Alzheimer, beni en çok etkileyen hastalıkların başında gelir.  İyi - kötü biriktirilen tüm anılarınızın, hayatınızın yitip gitmesi ve üstüne üstlük henüz bir tedavisinin de bulunmamış olması; gerçekten hayret verici. İzlediğim bir filmde ya da okuduğum bir kitapta bu konu karşıma çıktığında, farkında olmadan hikayeye kaptırmış buluyorum kendimi. Hele bir de iyi işlenmiş bir hikayeyse bu; hayatı sorgulamaktan, derin düşüncelere dalmaktan kurtulamıyorum.

İşte 'Still Alice' bu iyi işlenmiş hikayelerden bir tanesi. Lisa Genova’nın kitabından uyarlanan filmin yönetmenlik koltuğunda Richard Glatzer ve Wash Westmoreland oturuyor. Oyuncu kadrosu ise zengin; başrollerde Julianne Moore, Alec Baldwin, Kate Bosworth ve Kristen Stewart yer alıyor. Ayrıca Julianne Moore’un filmdeki performansıyla ‘En İyi Kadın Oyuncu’ dalında Altın Küre kazandığını, yine aynı kategoride Oscar’a da aday olduğunu belirtmekte fayda var.

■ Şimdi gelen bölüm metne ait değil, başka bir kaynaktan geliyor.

#![allow(dead_code)]

use async_trait::async_trait;
use rusqlite::Connection;
use std::collections::VecDeque;
use std::sync::{Arc, Mutex};
use tod_bench::{
    schemas::multiwoz,
    services::{prompts::multiwoz_system_prompt, ChatCompletionRequest},
    AgentError, BookingStore, ChatModel, Completion, FunctionAgent, FunctionDispatcher, Result,
    VenueStore,
};

/// Chat model replaying canned completions in order and recording every
/// request it receives
#[derive(Default)]
pub struct ScriptedModel {
    replies: Mutex<VecDeque<Result<Completion>>>,
    requests: Mutex<Vec<ChatCompletionRequest>>,
}

impl ScriptedModel {
    pub fn new(replies: impl IntoIterator<Item = Completion>) -> Arc<Self> {
        Arc::new(Self {
            replies: Mutex::new(replies.into_iter().map(Ok).collect()),
            requests: Mutex::new(Vec::new()),
        })
    }

    pub fn failing(error: AgentError) -> Arc<Self> {
        Arc::new(Self {
            replies: Mutex::new(VecDeque::from(vec![Err(error)])),
            requests: Mutex::new(Vec::new()),
        })
    }

    pub fn requests(&self) -> Vec<ChatCompletionRequest> {
        self.requests.lock().unwrap().clone()
    }

    pub fn remaining(&self) -> usize {
        self.replies.lock().unwrap().len()
    }
}

#[async_trait]
impl ChatModel for ScriptedModel {
    async fn complete(&self, request: ChatCompletionRequest) -> Result<Completion> {
        self.requests.lock().unwrap().push(request);
        self.replies
            .lock()
            .unwrap()
            .pop_front()
            .unwrap_or_else(|| Err(AgentError::Provider("script exhausted".to_string())))
    }
}

pub fn venue_store() -> VenueStore {
    let conn = Connection::open_in_memory().unwrap();
    conn.execute_batch(
        r#"
        CREATE TABLE restaurant (id INTEGER PRIMARY KEY, name TEXT, area TEXT,
            pricerange TEXT, food TEXT, phone TEXT, postcode TEXT, address TEXT);
        CREATE TABLE hotel (id INTEGER PRIMARY KEY, name TEXT, type TEXT, area TEXT,
            internet TEXT, parking TEXT, pricerange TEXT, stars TEXT, phone TEXT,
            address TEXT, postcode TEXT);
        CREATE TABLE attraction (id INTEGER PRIMARY KEY, name TEXT, type TEXT, area TEXT,
            phone TEXT, address TEXT, postcode TEXT, entrance_fee TEXT);
        CREATE TABLE train (id INTEGER PRIMARY KEY, trainID TEXT, departure TEXT,
            destination TEXT, day TEXT, leaveAt TEXT, arriveBy TEXT, price TEXT,
            duration TEXT);
        INSERT INTO restaurant (name, area, pricerange, food, phone, postcode, address) VALUES
            ('pizza hut', 'centre', 'cheap', 'italian', '01223323737', 'cb21ab', 'regent street city centre'),
            ('rosa''s kitchen', 'west', 'cheap', 'spanish', '01223000000', 'cb30aa', '1 market hill');
        INSERT INTO hotel (name, type, area, internet, parking, pricerange, stars, phone, address, postcode) VALUES
            ('acorn guest house', 'guesthouse', 'north', 'yes', 'yes', 'moderate', '4', '01223353888', '154 chesterton road', 'cb41da');
        INSERT INTO attraction (name, type, area, phone, address, postcode, entrance_fee) VALUES
            ('kings college', 'college', 'centre', '01223331100', 'king''s parade', 'cb21st', 'free');
        INSERT INTO train (trainID, departure, destination, day, leaveAt, arriveBy, price, duration) VALUES
            ('tr1234', 'cambridge', 'london kings cross', 'monday', '05:00', '05:51', '23.60 pounds', '51 minutes');
        "#,
    )
    .unwrap();

    let mut insert = conn
        .prepare("INSERT INTO restaurant (name, area, pricerange, food) VALUES (?1, 'east', 'cheap', 'indian')")
        .unwrap();
    for i in 1..=12 {
        insert.execute([format!("east diner {}", i)]).unwrap();
    }
    drop(insert);

    VenueStore::from_connection(conn).unwrap()
}

/// An assistant over every four-domain function, with an in-memory
/// booking store
pub fn multiwoz_agent(model: Arc<dyn ChatModel>) -> (FunctionAgent, Arc<FunctionDispatcher>) {
    let venues = Arc::new(venue_store());
    let bookings = Arc::new(BookingStore::in_memory().unwrap());
    let registry = multiwoz::build_registry(&venues).unwrap();
    let dispatcher = Arc::new(FunctionDispatcher::new(&registry, venues, bookings));
    let prompt = multiwoz_system_prompt(&multiwoz::SERVICE_NAMES[..]);
    let agent = FunctionAgent::new(model, registry, dispatcher.clone(), prompt);
    (agent, dispatcher)
}

/// The reference number embedded in a success message
pub fn reference_in(result: &str) -> String {
    result
        .trim_end_matches('.')
        .rsplit(' ')
        .next()
        .unwrap()
        .to_string()
}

Üniversitede dilbilimi profesörü olan Alice Howland; başarılı bir akademik kariyere, mutlu bir evliliğe, iyi bir eşe ve gurur duyduğu üç çocuğa sahiptir. 50. yaşgününün ardından, hayatında bazı pürüzler ortaya çıkmaya başlar. Kullanmak istediği kelimeleri hatırlayamaması, koşu yaparken kaybolması gibi sıkıntıların üzerine bir nöroloğa gözükmeye karar verir. Aldığı sonuçlar; ne kendisini ne de ailesini hiç mutlu etmeyecektir. İşin kötü tarafı; yakalandığı alzheimerin bu çok ender türü, çocuklarını da etkilemektedir.

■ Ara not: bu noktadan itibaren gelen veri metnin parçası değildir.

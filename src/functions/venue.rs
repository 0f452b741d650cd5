use crate::error::Result;
use rusqlite::{
    ffi, params_from_iter, types::ValueRef, Connection, OpenFlags, OptionalExtension,
};
use std::path::Path;
use std::sync::{Mutex, MutexGuard};
use tracing::debug;

/// Rows returned by a venue lookup, with every cell rendered as text
#[derive(Debug, Clone, Default, PartialEq, Eq)]
pub struct QueryRows {
    pub columns: Vec<String>,
    pub rows: Vec<Vec<String>>,
}

impl QueryRows {
    pub fn is_empty(&self) -> bool {
        self.rows.is_empty()
    }

    pub fn len(&self) -> usize {
        self.rows.len()
    }
}

/// A venue resolved by name or address
#[derive(Debug, Clone, PartialEq, Eq)]
pub struct VenueMatch {
    pub domain: String,
    pub name: String,
    pub address: String,
}

/// Read-only catalogue of venues and trains.
///
/// The connection is switched to `query_only`, and agent-written SQL is
/// refused unless SQLite reports the statement as read-only, so a pragma
/// cannot lift the restriction.
#[derive(Debug)]
pub struct VenueStore {
    conn: Mutex<Connection>,
}

impl VenueStore {
    /// Open an existing SQLite database read-only
    pub fn open(path: impl AsRef<Path>) -> Result<Self> {
        let conn = Connection::open_with_flags(
            path.as_ref(),
            OpenFlags::SQLITE_OPEN_READ_ONLY | OpenFlags::SQLITE_OPEN_NO_MUTEX,
        )?;
        Self::from_connection(conn)
    }

    /// Wrap an already populated connection
    pub fn from_connection(conn: Connection) -> Result<Self> {
        conn.pragma_update(None, "query_only", true)?;
        Ok(Self {
            conn: Mutex::new(conn),
        })
    }

    fn lock(&self) -> MutexGuard<'_, Connection> {
        // a poisoned lock only means another dialogue panicked mid-read
        self.conn.lock().unwrap_or_else(|poisoned| poisoned.into_inner())
    }

    /// Run a statement written by the agent.
    ///
    /// Anything but a read-only statement fails with `SQLITE_READONLY`
    /// before it is stepped.
    pub fn run_sql(&self, sql: &str) -> rusqlite::Result<QueryRows> {
        debug!(target: "tod_bench::venue", sql, "running agent sql");
        let conn = self.lock();
        let mut statement = conn.prepare(sql)?;
        if !statement.readonly() {
            return Err(rusqlite::Error::SqliteFailure(
                ffi::Error::new(ffi::SQLITE_READONLY),
                Some("attempt to write a readonly database".to_string()),
            ));
        }
        collect_rows(&mut statement, Vec::<String>::new())
    }

    /// Select `columns` from `table` where every filter matches exactly
    pub fn select(
        &self,
        table: &str,
        columns: &[String],
        filters: &[(String, String)],
    ) -> rusqlite::Result<QueryRows> {
        let fields = if columns.is_empty() {
            "*".to_string()
        } else {
            columns
                .iter()
                .map(|c| quote_identifier(c))
                .collect::<Vec<_>>()
                .join(", ")
        };
        let mut sql = format!("SELECT {} FROM {}", fields, quote_identifier(table));
        if !filters.is_empty() {
            let conditions = filters
                .iter()
                .enumerate()
                .map(|(idx, (column, _))| format!("{} = ?{}", quote_identifier(column), idx + 1))
                .collect::<Vec<_>>()
                .join(" AND ");
            sql.push_str(" WHERE ");
            sql.push_str(&conditions);
        }

        debug!(target: "tod_bench::venue", %sql, "running filter query");
        let conn = self.lock();
        let mut statement = conn.prepare(&sql)?;
        collect_rows(&mut statement, filters.iter().map(|(_, value)| value.clone()))
    }

    /// Whether any row of `table` has `column` equal to `value`
    pub fn exists(&self, table: &str, column: &str, value: &str) -> Result<bool> {
        let sql = format!(
            "SELECT 1 FROM {} WHERE {} = ?1 LIMIT 1",
            quote_identifier(table),
            quote_identifier(column)
        );
        let conn = self.lock();
        let found = conn
            .query_row(&sql, [value], |_| Ok(()))
            .optional()?
            .is_some();
        Ok(found)
    }

    /// First venue of `domain` whose name equals `name` or whose address
    /// equals `address`
    pub fn find_by_name_or_address(
        &self,
        domain: &str,
        name: &str,
        address: &str,
    ) -> Result<Option<VenueMatch>> {
        let sql = format!(
            "SELECT name, address FROM {} WHERE name = ?1 OR address = ?2 LIMIT 1",
            quote_identifier(domain)
        );
        let conn = self.lock();
        let venue = conn
            .query_row(&sql, [name, address], |row| {
                Ok(VenueMatch {
                    domain: domain.to_string(),
                    name: row.get::<_, Option<String>>(0)?.unwrap_or_default(),
                    address: row.get::<_, Option<String>>(1)?.unwrap_or_default(),
                })
            })
            .optional()?;
        Ok(venue)
    }

    /// Non-null values of one column, used for slot type inference.
    ///
    /// A missing table or column yields no samples rather than an error.
    pub fn column_samples(&self, table: &str, column: &str) -> Result<Vec<String>> {
        if !self.has_column(table, column)? {
            return Ok(Vec::new());
        }
        let sql = format!(
            "SELECT DISTINCT {} FROM {} WHERE {} IS NOT NULL",
            quote_identifier(column),
            quote_identifier(table),
            quote_identifier(column)
        );
        let conn = self.lock();
        let mut statement = conn.prepare(&sql)?;
        let rows = collect_rows(&mut statement, Vec::<String>::new())?;
        Ok(rows.rows.into_iter().filter_map(|mut row| row.pop()).collect())
    }

    pub fn has_column(&self, table: &str, column: &str) -> Result<bool> {
        let conn = self.lock();
        let mut statement =
            conn.prepare(&format!("PRAGMA table_info({})", quote_identifier(table)))?;
        let names = statement
            .query_map([], |row| row.get::<_, String>(1))?
            .collect::<rusqlite::Result<Vec<_>>>()?;
        Ok(names.iter().any(|name| name == column))
    }

    /// The table's CREATE statement followed by a few sample rows, shown
    /// to the agent so it can write SQL against the table
    pub fn table_info(&self, table: &str, sample_rows: usize) -> Result<String> {
        let create: Option<String> = {
            let conn = self.lock();
            conn.query_row(
                "SELECT sql FROM sqlite_master WHERE type = 'table' AND name = ?1",
                [table],
                |row| row.get(0),
            )
            .optional()?
        };
        let Some(create) = create else {
            return Ok(String::new());
        };

        let sample_sql = format!(
            "SELECT * FROM {} LIMIT {}",
            quote_identifier(table),
            sample_rows
        );
        let samples = {
            let conn = self.lock();
            let mut statement = conn.prepare(&sample_sql)?;
            collect_rows(&mut statement, Vec::<String>::new())?
        };

        let mut info = format!("{}\n\n/*\n{} rows from {} table:\n", create.trim(), sample_rows, table);
        info.push_str(&samples.columns.join("\t"));
        for row in &samples.rows {
            info.push('\n');
            info.push_str(&row.join("\t"));
        }
        info.push_str("\n*/");
        Ok(info)
    }
}

fn collect_rows<I>(statement: &mut rusqlite::Statement<'_>, params: I) -> rusqlite::Result<QueryRows>
where
    I: IntoIterator<Item = String>,
{
    let columns: Vec<String> = statement
        .column_names()
        .into_iter()
        .map(str::to_string)
        .collect();
    let width = columns.len();

    let mut rows = Vec::new();
    let mut cursor = statement.query(params_from_iter(params))?;
    while let Some(row) = cursor.next()? {
        let mut cells = Vec::with_capacity(width);
        for idx in 0..width {
            cells.push(render_cell(row.get_ref(idx)?));
        }
        rows.push(cells);
    }

    Ok(QueryRows { columns, rows })
}

fn render_cell(value: ValueRef<'_>) -> String {
    match value {
        ValueRef::Null => "None".to_string(),
        ValueRef::Integer(i) => i.to_string(),
        ValueRef::Real(f) => f.to_string(),
        ValueRef::Text(text) | ValueRef::Blob(text) => String::from_utf8_lossy(text).into_owned(),
    }
}

pub(crate) fn quote_identifier(name: &str) -> String {
    format!("\"{}\"", name.replace('"', "\"\""))
}

#[cfg(test)]
pub(crate) mod tests {
    use super::*;

    /// Small catalogue shared by the function-layer tests
    pub(crate) fn sample_store() -> VenueStore {
        let conn = Connection::open_in_memory().unwrap();
        conn.execute_batch(
            r#"
            CREATE TABLE restaurant (id INTEGER PRIMARY KEY, name TEXT, area TEXT,
                pricerange TEXT, food TEXT, phone TEXT, postcode TEXT, address TEXT);
            CREATE TABLE hotel (id INTEGER PRIMARY KEY, name TEXT, type TEXT, area TEXT,
                internet TEXT, parking TEXT, pricerange TEXT, stars TEXT, phone TEXT,
                address TEXT, postcode TEXT);
            CREATE TABLE attraction (id INTEGER PRIMARY KEY, name TEXT, type TEXT, area TEXT,
                phone TEXT, address TEXT, postcode TEXT, entrance_fee TEXT);
            CREATE TABLE train (id INTEGER PRIMARY KEY, trainID TEXT, departure TEXT,
                destination TEXT, day TEXT, leaveAt TEXT, arriveBy TEXT, price TEXT,
                duration TEXT);
            INSERT INTO restaurant (name, area, pricerange, food, phone, postcode, address) VALUES
                ('pizza hut', 'centre', 'cheap', 'italian', '01223323737', 'cb21ab', 'regent street city centre'),
                ('golden wok', 'north', 'moderate', 'chinese', '01223350688', 'cb43hl', '191 histon road chesterton'),
                ('rosa''s kitchen', 'west', 'cheap', 'spanish', '01223000000', 'cb30aa', '1 market hill');
            INSERT INTO hotel (name, type, area, internet, parking, pricerange, stars, phone, address, postcode) VALUES
                ('acorn guest house', 'guesthouse', 'north', 'yes', 'yes', 'moderate', '4', '01223353888', '154 chesterton road', 'cb41da'),
                ('rosa''s bed and breakfast', 'guesthouse', 'south', 'yes', 'yes', 'cheap', '4', '01223512596', '53 roseford road', 'cb22ha');
            INSERT INTO attraction (name, type, area, phone, address, postcode, entrance_fee) VALUES
                ('kings college', 'college', 'centre', '01223331100', 'king''s parade', 'cb21st', 'free'),
                ('the fitzwilliam museum', 'museum', 'centre', '01223332900', 'trumpington street', 'cb21rb', 'free');
            INSERT INTO train (trainID, departure, destination, day, leaveAt, arriveBy, price, duration) VALUES
                ('tr1234', 'cambridge', 'london kings cross', 'monday', '05:00', '05:51', '23.60 pounds', '51 minutes'),
                ('tr9876', 'london kings cross', 'cambridge', 'friday', '09:17', '10:08', '23.60 pounds', '51 minutes');
            "#,
        )
        .unwrap();
        VenueStore::from_connection(conn).unwrap()
    }

    #[test]
    fn test_select_with_filters() {
        let store = sample_store();
        let rows = store
            .select(
                "restaurant",
                &["name".to_string(), "food".to_string()],
                &[("area".to_string(), "north".to_string())],
            )
            .unwrap();
        assert_eq!(rows.columns, vec!["name", "food"]);
        assert_eq!(rows.rows, vec![vec!["golden wok".to_string(), "chinese".to_string()]]);
    }

    #[test]
    fn test_filters_are_case_sensitive() {
        let store = sample_store();
        let rows = store
            .select("restaurant", &[], &[("area".to_string(), "North".to_string())])
            .unwrap();
        assert!(rows.is_empty());
    }

    #[test]
    fn test_pragma_cannot_unlock_writes() {
        let store = sample_store();
        let _ = store.run_sql("PRAGMA query_only = 0");
        let error = store.run_sql("DELETE FROM restaurant").unwrap_err();
        assert!(error.to_string().contains("readonly"));
        let _ = store.run_sql("DROP TABLE hotel");
        assert_eq!(store.run_sql("SELECT name FROM restaurant").unwrap().len(), 3);
        assert_eq!(store.run_sql("SELECT name FROM hotel").unwrap().len(), 2);
    }

    #[test]
    fn test_store_rejects_writes() {
        let store = sample_store();
        let result = store.run_sql("DELETE FROM restaurant");
        assert!(result.is_err());
        assert_eq!(store.run_sql("SELECT name FROM restaurant").unwrap().len(), 3);
    }

    #[test]
    fn test_exists_and_lookup() {
        let store = sample_store();
        assert!(store.exists("restaurant", "name", "pizza hut").unwrap());
        assert!(!store.exists("restaurant", "name", "Pizza Hut").unwrap());

        let by_address = store
            .find_by_name_or_address("attraction", "unused", "trumpington street")
            .unwrap()
            .unwrap();
        assert_eq!(by_address.name, "the fitzwilliam museum");
        assert!(store
            .find_by_name_or_address("hotel", "nowhere", "nowhere")
            .unwrap()
            .is_none());
    }

    #[test]
    fn test_column_samples_for_missing_column() {
        let store = sample_store();
        assert!(store.column_samples("hotel", "rating").unwrap().is_empty());
        let stars = store.column_samples("hotel", "stars").unwrap();
        assert_eq!(stars, vec!["4".to_string()]);
    }

    #[test]
    fn test_table_info_contains_schema_and_samples() {
        let store = sample_store();
        let info = store.table_info("train", 2).unwrap();
        assert!(info.starts_with("CREATE TABLE train"));
        assert!(info.contains("tr1234"));
        assert!(info.contains("2 rows from train table"));
    }
}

Ayakları yere sağlam basan, kariyer sahibi bir kadının; zamanla uğruna emek verdiği her şeyi kaybetmesi, güçlü durabilmek için verdiği mücadeleye rağmen olmak istemediği bir insana dönüşmesi ve bu süreçte kocası ve çocuklarıyla ilişkisinin de farklı bir boyut kazanması; filmi izlerken sizi derinden etkiliyor. Filmin alzheimer hastalığını hem hasta, hem hasta yakınları tarafından ele alması, oyuncuların birbiriyle uyumu ve başarılı performansları, konunun 1,5 saat gibi kısa bir sürede akıcı bir biçimde işlemesi; filmi başarılı yapan ögelerden. Özellikle Julianne Moore’in izleyiciye aktardığı duygu geçişleri ve yarattığı ‘direnen güçlü kadın figürü’ Oscar adaylığını haklı çıkartıyor. Yine de 'Kazanmalı mı?’ diye sorarsanız, bence Rosamund Pike ya da Reese Witherspoon ödülü daha çok hakediyor.

Günün Sonunda Duygularımız Kurtaracak Bizi, Güzel Bakmaktan Vazgeçmek Neden?

Bir konu hakkında duygu yoğunluğum hat safhaya ulaştığında; yazmayı ve hissetiklerimi / düşündüklerimi bir kişi ile bile olsa insanlar...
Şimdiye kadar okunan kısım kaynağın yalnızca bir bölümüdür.